◆ Record extracts:

——————

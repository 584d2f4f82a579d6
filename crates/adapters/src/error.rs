use reqwest::StatusCode;
use thiserror::Error;

use storyforge_core::{EmbeddingInputError, EmbeddingModelError, LanguageModelError};

#[derive(Debug, Error)]
pub enum AdapterError {
    #[error("http request failed: {0}")]
    Http(#[from] reqwest::Error),
    #[error("failed to parse response: {0}")]
    Json(#[from] serde_json::Error),
    #[error("invalid adapter configuration: {0}")]
    InvalidConfig(String),
    #[error("invalid embedding input: {0}")]
    InvalidInput(#[from] EmbeddingInputError),
    #[error("unexpected http status {status}: {body}")]
    HttpStatus { status: StatusCode, body: String },
    #[error("operation failed after {attempts} attempts: {source}")]
    RetryExhausted {
        attempts: usize,
        #[source]
        source: Box<AdapterError>,
    },
    #[error("API returned an empty response")]
    EmptyResponse,
    #[error("API returned {actual} vectors for {expected} inputs")]
    VectorCount { expected: usize, actual: usize },
}

impl AdapterError {
    pub fn retry_exhausted(attempts: usize, source: AdapterError) -> Self {
        AdapterError::RetryExhausted {
            attempts,
            source: Box::new(source),
        }
    }

    /// Whether a later attempt of the same request may succeed: network
    /// failures, rate limiting and server errors.
    pub fn is_transient(&self) -> bool {
        match self {
            Self::Http(err) => err.is_timeout() || err.is_connect() || err.is_request(),
            Self::HttpStatus { status, .. } => {
                *status == StatusCode::TOO_MANY_REQUESTS
                    || *status == StatusCode::REQUEST_TIMEOUT
                    || status.is_server_error()
            }
            Self::EmptyResponse => true,
            Self::Json(_)
            | Self::InvalidConfig(_)
            | Self::InvalidInput(_)
            | Self::RetryExhausted { .. }
            | Self::VectorCount { .. } => false,
        }
    }

    fn is_malformed(&self) -> bool {
        match self {
            Self::Json(_) | Self::EmptyResponse | Self::VectorCount { .. } => true,
            Self::RetryExhausted { source, .. } => source.is_malformed(),
            _ => false,
        }
    }
}

impl From<AdapterError> for LanguageModelError {
    fn from(err: AdapterError) -> Self {
        if err.is_malformed() {
            LanguageModelError::malformed(err)
        } else {
            LanguageModelError::new(err)
        }
    }
}

impl From<AdapterError> for EmbeddingModelError {
    fn from(err: AdapterError) -> Self {
        EmbeddingModelError::new(err)
    }
}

——————

◆ What you have to do: Show every line in the entries where the string "bool" occurs.

◆ Expected output:
    pub fn is_transient(&self) -> bool {
    fn is_malformed(&self) -> bool {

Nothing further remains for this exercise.